CONSELHO FEDERAL DE EDUCAÇÃO

(*) RESOLUÇÃO Nº 03, DE 16 DE JUNHO DE 1987

Fixa os mínimos de conteúdo e duração a serem observados nos cursos de graduação em Educação

Física (Bacharelado e/ou Licenciatura Plena).

O Presidente do Conselho Federal de Educação, no uso de suas atribuições legais e

com base no que dispõe o Artigo 26 da Lei 5.540/68, tendo em vista o Parecer

215/87, homologado pelo Sr.

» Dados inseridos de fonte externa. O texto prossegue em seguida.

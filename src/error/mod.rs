//! Error handling
//!
//! Defines error types and their mapping onto protocol replies.

pub mod handlers;
pub mod types;

pub use types::*;
//! Module `state`
//!
//! Per-connection login state. This lives in the session task only; the file
//! handlers never see it.

/// Login progress and pending rename of one control connection.
#[derive(Debug, Default)]
pub struct Client {
    username: Option<String>,
    is_user_valid: bool,
    is_logged_in: bool,
    rename_from: Option<String>,
}

impl Client {
    pub fn is_user_valid(&self) -> bool {
        self.is_user_valid
    }

    pub fn is_logged_in(&self) -> bool {
        self.is_logged_in
    }

    pub fn username(&self) -> Option<&str> {
        self.username.as_deref()
    }

    /// Record the outcome of a USER command. Always drops any previous login.
    pub fn set_user(&mut self, username: Option<String>) {
        self.is_user_valid = username.is_some();
        self.username = username;
        self.is_logged_in = false;
    }

    pub fn set_logged_in(&mut self, logged_in: bool) {
        self.is_logged_in = logged_in;
    }

    pub fn set_rename_from(&mut self, path: Option<String>) {
        self.rename_from = path;
    }

    pub fn take_rename_from(&mut self) -> Option<String> {
        self.rename_from.take()
    }
}
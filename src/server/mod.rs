//! Server core functionality
//!
//! The control listener and its accept loop.

pub mod core;

pub use self::core::Server;
//! Command dispatch
//!
//! Runs one parsed command for a client: login commands are answered from the
//! session state, everything else is turned into a handler request.

use log::{info, warn};
use std::collections::HashMap;

use crate::auth;
use crate::client::Client;
use crate::error::handlers::handle_error;
use crate::protocol::commands::{Command, CommandResult, CommandStatus};
use crate::protocol::handlers::Handlers;
use crate::protocol::request::{Method, Request};
use crate::protocol::responses::{self, format_listing, format_response};

const RENAME_PENDING: u16 = 350;
const NO_DATA_CONNECTION: u16 = 425;

/// Dispatches a command to its handler.
pub async fn handle_command(
    client: &mut Client,
    command: &Command,
    handlers: &Handlers,
    users: &HashMap<String, String>,
) -> CommandResult {
    // RNTO must directly follow RNFR
    if !matches!(command, Command::Rnto(_)) {
        client.set_rename_from(None);
    }

    match command {
        Command::User(username) => handle_cmd_user(client, username, users),
        Command::Pass(password) => handle_cmd_pass(client, password, users),
        Command::Quit => CommandResult {
            status: CommandStatus::CloseConnection,
            message: Some(format_response(responses::GOODBYE, "Goodbye")),
        },
        Command::Noop => CommandResult::success(format_response(responses::OK, "OK")),
        _ if !client.is_logged_in() => CommandResult::failure(
            "Not logged in",
            format_response(responses::NOT_LOGGED_IN, "Not logged in"),
        ),
        Command::Rnfr(path) => {
            client.set_rename_from(Some(path.clone()));
            CommandResult::success(format_response(
                RENAME_PENDING,
                "File exists, ready for destination name",
            ))
        }
        Command::Rnto(target) => match client.take_rename_from() {
            Some(from) => {
                let request = Request::new(Method::Rename, from).with_target(target.as_str());
                handle_request(&request, handlers).await
            }
            None => CommandResult::failure(
                "RNTO without RNFR",
                format_response(responses::BAD_SEQUENCE, "RNFR required first"),
            ),
        },
        Command::MissingArgument(name) => CommandResult::failure(
            format!("{} without argument", name),
            format_response(
                responses::SYNTAX_ERROR,
                &format!("Syntax error: {} requires an argument", name),
            ),
        ),
        Command::Unknown(raw) => CommandResult::failure(
            format!("Unknown command: {}", raw),
            format_response(responses::UNKNOWN_COMMAND, "Unknown command"),
        ),
        _ => match command.to_request() {
            Some(request) => handle_request(&request, handlers).await,
            None => CommandResult::failure(
                format!("{:?} has no request form", command),
                format_response(responses::UNKNOWN_COMMAND, "Unknown command"),
            ),
        },
    }
}

/// Route a request to the capability that owns its method.
async fn handle_request(request: &Request, handlers: &Handlers) -> CommandResult {
    match request.method {
        Method::List | Method::Stat => match handlers.lister.file_info(request).await {
            Ok(entries) => CommandResult::success(format_listing(&request.filepath, &entries)),
            Err(e) => CommandResult::failure(e.to_string(), handle_error(&e)),
        },
        Method::Get => match handlers.reader.file_read(request).await {
            Ok(_) => no_data_connection(),
            Err(e) => CommandResult::failure(e.to_string(), handle_error(&e)),
        },
        Method::Put => match handlers.writer.file_write(request).await {
            Ok(_) => no_data_connection(),
            Err(e) => CommandResult::failure(e.to_string(), handle_error(&e)),
        },
        _ => match handlers.cmder.file_cmd(request).await {
            Ok(()) => CommandResult::success(format_response(
                responses::ACTION_OK,
                "Requested file action okay, completed",
            )),
            Err(e) => CommandResult::failure(e.to_string(), handle_error(&e)),
        },
    }
}

/// USER: remember the name if it is known, otherwise reset login state.
fn handle_cmd_user(
    client: &mut Client,
    username: &str,
    users: &HashMap<String, String>,
) -> CommandResult {
    match auth::validate_user(username, users) {
        Ok(()) => {
            client.set_user(Some(username.to_string()));
            CommandResult::success(format_response(
                responses::PASSWORD_REQUIRED,
                "Password required",
            ))
        }
        Err(e) => {
            warn!("Rejected USER {:?}: {}", username, e);
            client.set_user(None);
            CommandResult::failure(
                e.to_string(),
                format_response(responses::NOT_LOGGED_IN, "Invalid username"),
            )
        }
    }
}

/// PASS: only meaningful after an accepted USER.
fn handle_cmd_pass(
    client: &mut Client,
    password: &str,
    users: &HashMap<String, String>,
) -> CommandResult {
    let username = match client.username() {
        Some(username) if client.is_user_valid() => username.to_string(),
        _ => {
            return CommandResult::failure(
                "Username not provided",
                format_response(responses::BAD_SEQUENCE, "Login with USER first"),
            );
        }
    };

    match auth::validate_password(&username, password, users) {
        Ok(()) => {
            client.set_logged_in(true);
            info!("User {} logged in", username);
            CommandResult::success(format_response(
                responses::LOGIN_SUCCESS,
                "Login successful",
            ))
        }
        Err(e) => {
            warn!("Rejected PASS for {}: {}", username, e);
            client.set_logged_in(false);
            CommandResult::failure(
                e.to_string(),
                format_response(responses::NOT_LOGGED_IN, "Invalid password"),
            )
        }
    }
}

/// Content capabilities succeeded, but this protocol has no data channel to
/// carry the bytes.
fn no_data_connection() -> CommandResult {
    CommandResult::failure(
        "No data connection",
        format_response(NO_DATA_CONNECTION, "Can't open data connection"),
    )
}


#[cfg(test)]
mod tests {
    use super::*;
    use crate::listing::DirectoryLister;
    use crate::protocol::BucketHandler;
    use crate::storage::MemoryStore;
    use std::sync::Arc;

    fn setup() -> (Client, Handlers, HashMap<String, String>) {
        let lister = DirectoryLister::new(Arc::new(MemoryStore::new()), "/");
        let handlers = Handlers::from_single(Arc::new(BucketHandler::new(lister)));
        let users = HashMap::from([("alice".to_string(), "alice123".to_string())]);
        (Client::default(), handlers, users)
    }

    async fn run(
        client: &mut Client,
        handlers: &Handlers,
        users: &HashMap<String, String>,
        line: &str,
    ) -> String {
        let command = crate::protocol::parse_command(line);
        handle_command(client, &command, handlers, users)
            .await
            .message
            .unwrap_or_default()
    }

    #[tokio::test]
    async fn test_requires_login() {
        let (mut client, handlers, users) = setup();
        assert_eq!(run(&mut client, &handlers, &users, "LIST").await, "530 Not logged in\r\n");
        assert_eq!(run(&mut client, &handlers, &users, "NOOP").await, "200 OK\r\n");
        assert_eq!(
            run(&mut client, &handlers, &users, "PASS alice123").await,
            "503 Login with USER first\r\n"
        );
    }

    #[tokio::test]
    async fn test_rename_sequence() {
        let (mut client, handlers, users) = setup();
        run(&mut client, &handlers, &users, "USER alice").await;
        run(&mut client, &handlers, &users, "PASS alice123").await;

        assert_eq!(
            run(&mut client, &handlers, &users, "RNTO b").await,
            "503 RNFR required first\r\n"
        );
        assert!(run(&mut client, &handlers, &users, "RNFR a").await.starts_with("350 "));
        assert_eq!(
            run(&mut client, &handlers, &users, "RNTO b").await,
            "502 Command not implemented\r\n"
        );

        // Anything in between cancels the pending rename
        run(&mut client, &handlers, &users, "RNFR a").await;
        run(&mut client, &handlers, &users, "NOOP").await;
        assert!(run(&mut client, &handlers, &users, "RNTO b").await.starts_with("503 "));
    }
}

Ministro da Educação, em 10/6/87,

RESOLVE:

Art. 1º A formação dos profissionais de Educação Física será feita em curso de

graduação que conferirá o titulo de Bacharel e/ou Licenciado em Educação Física.

Art. 2º Os currículos plenos dos cursos de graduação em Educação Física serão

elaborados pelas instituições de ensino superior, objetivando:

a) possibilitar a aquisição integrada de conhecimentos e técnicas que permitam uma

nos campos da Educação Escolar (pré-escolar, 1º, 2º e 3º graus) e Não-Escolar

(academias, clubes, centros comunitários/condomínios etc),

b) desenvolver atitudes éticas, reflexivas, críticas, inovadoras e democráticas;

c) prover o aprofundamento das áreas de conhecimento, de interesse e de aptidão

do aluno, estimulando-o ao aperfeiçoamento continuo;

d) propiciar a auto-realização do estudante, como pessoa e como profissional.

Art. 3º Os currículos plenos para os cursos de graduação em Educação Física terão

duas partes:

a) Formação Geral (humanística e técnica)

b) Aprofundamento de Conhecimentos

§ 1º Na Formação Geral serão consideradas as seguintes áreas de conhecimento:

a) De cunho humanístico.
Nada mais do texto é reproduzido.